#### Instructions to follow:
For each line below, check for the word "next", then state how many lines contain it, with no other output.

#### Supplied data:

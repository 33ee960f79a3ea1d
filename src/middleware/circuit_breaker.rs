//! Circuit breaker.
//!
//! `CLOSED → OPEN → HALF_OPEN → CLOSED | OPEN`. Failures are counted inside
//! a sliding window; an open circuit rejects without reaching the transport.

use super::{from_fn, Middleware};
use crate::error::RpcError;
use crate::message::ResponseItem;
use crate::streaming;
use futures::StreamExt;
use std::collections::VecDeque;
use std::sync::{Arc, Mutex, PoisonError};
use std::time::{Duration, Instant};

#[derive(Debug, Clone, Copy, PartialEq, Eq)]
pub enum CircuitState {
    Closed,
    Open,
    HalfOpen,
}

#[derive(Debug, Clone)]
pub struct CircuitBreakerConfig {
    /// Failures within `failure_window` that trip the circuit.
    pub failure_threshold: usize,
    pub failure_window: Duration,
    /// Idle time in `Open` before probes are allowed.
    pub reset_timeout: Duration,
    /// Consecutive probe successes that close the circuit again.
    pub success_threshold: usize,
}

impl Default for CircuitBreakerConfig {
    fn default() -> Self {
        Self {
            failure_threshold: 5,
            failure_window: Duration::from_secs(60),
            reset_timeout: Duration::from_secs(30),
            success_threshold: 2,
        }
    }
}

struct CircuitInner {
    state: CircuitState,
    failures: VecDeque<Instant>,
    opened_at: Option<Instant>,
    half_open_successes: usize,
}

pub struct CircuitBreaker {
    config: CircuitBreakerConfig,
    inner: Mutex<CircuitInner>,
}

impl CircuitBreaker {
    pub fn new(config: CircuitBreakerConfig) -> Self {
        Self {
            config,
            inner: Mutex::new(CircuitInner {
                state: CircuitState::Closed,
                failures: VecDeque::new(),
                opened_at: None,
                half_open_successes: 0,
            }),
        }
    }

    pub fn state(&self) -> CircuitState {
        self.inner
            .lock()
            .unwrap_or_else(PoisonError::into_inner)
            .state
    }

    /// Admission check. An expired `Open` transitions to `HalfOpen` and lets
    /// the probe through.
    fn admit(&self) -> Result<(), RpcError> {
        let mut inner = self.inner.lock().unwrap_or_else(PoisonError::into_inner);
        match inner.state {
            CircuitState::Closed | CircuitState::HalfOpen => Ok(()),
            CircuitState::Open => {
                let elapsed = inner
                    .opened_at
                    .map(|at| at.elapsed())
                    .unwrap_or(Duration::ZERO);
                if elapsed >= self.config.reset_timeout {
                    tracing::debug!("circuit half-open, allowing probe");
                    inner.state = CircuitState::HalfOpen;
                    inner.half_open_successes = 0;
                    Ok(())
                } else {
                    Err(RpcError::circuit_open("circuit is open"))
                }
            }
        }
    }

    fn record_success(&self) {
        let mut inner = self.inner.lock().unwrap_or_else(PoisonError::into_inner);
        match inner.state {
            CircuitState::Closed => inner.failures.clear(),
            CircuitState::HalfOpen => {
                inner.half_open_successes += 1;
                if inner.half_open_successes >= self.config.success_threshold {
                    tracing::debug!("circuit closed after successful probes");
                    inner.state = CircuitState::Closed;
                    inner.failures.clear();
                    inner.opened_at = None;
                    inner.half_open_successes = 0;
                }
            }
            CircuitState::Open => {}
        }
    }

    fn record_failure(&self) {
        let now = Instant::now();
        let mut inner = self.inner.lock().unwrap_or_else(PoisonError::into_inner);
        match inner.state {
            CircuitState::Closed => {
                inner.failures.push_back(now);
                let window = self.config.failure_window;
                while inner
                    .failures
                    .front()
                    .is_some_and(|oldest| now.duration_since(*oldest) > window)
                {
                    inner.failures.pop_front();
                }
                if inner.failures.len() >= self.config.failure_threshold {
                    tracing::warn!(
                        failures = inner.failures.len(),
                        "circuit opened"
                    );
                    inner.state = CircuitState::Open;
                    inner.opened_at = Some(now);
                }
            }
            CircuitState::HalfOpen => {
                tracing::warn!("probe failed, circuit re-opened");
                inner.state = CircuitState::Open;
                inner.opened_at = Some(now);
                inner.half_open_successes = 0;
            }
            CircuitState::Open => {}
        }
    }
}

/// Circuit breaker middleware with its own breaker instance.
pub fn circuit_breaker_middleware(config: CircuitBreakerConfig) -> Middleware {
    circuit_breaker_with(Arc::new(CircuitBreaker::new(config)))
}

/// Circuit breaker middleware around a shared breaker, for callers that
/// want to observe or share its state.
pub fn circuit_breaker_with(breaker: Arc<CircuitBreaker>) -> Middleware {
    from_fn(move |ctx, next| {
        let breaker = breaker.clone();
        async move {
            if let Err(error) = breaker.admit() {
                return streaming::single(ResponseItem::error(ctx.envelope.id.clone(), error));
            }

            let mut stream = next(ctx).await;
            match stream.next().await {
                Some(first) => {
                    if first.is_success() {
                        breaker.record_success();
                    } else {
                        breaker.record_failure();
                    }
                    streaming::prepend(first, stream)
                }
                None => streaming::empty(),
            }
        }
    })
}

#### Answer for the task:
3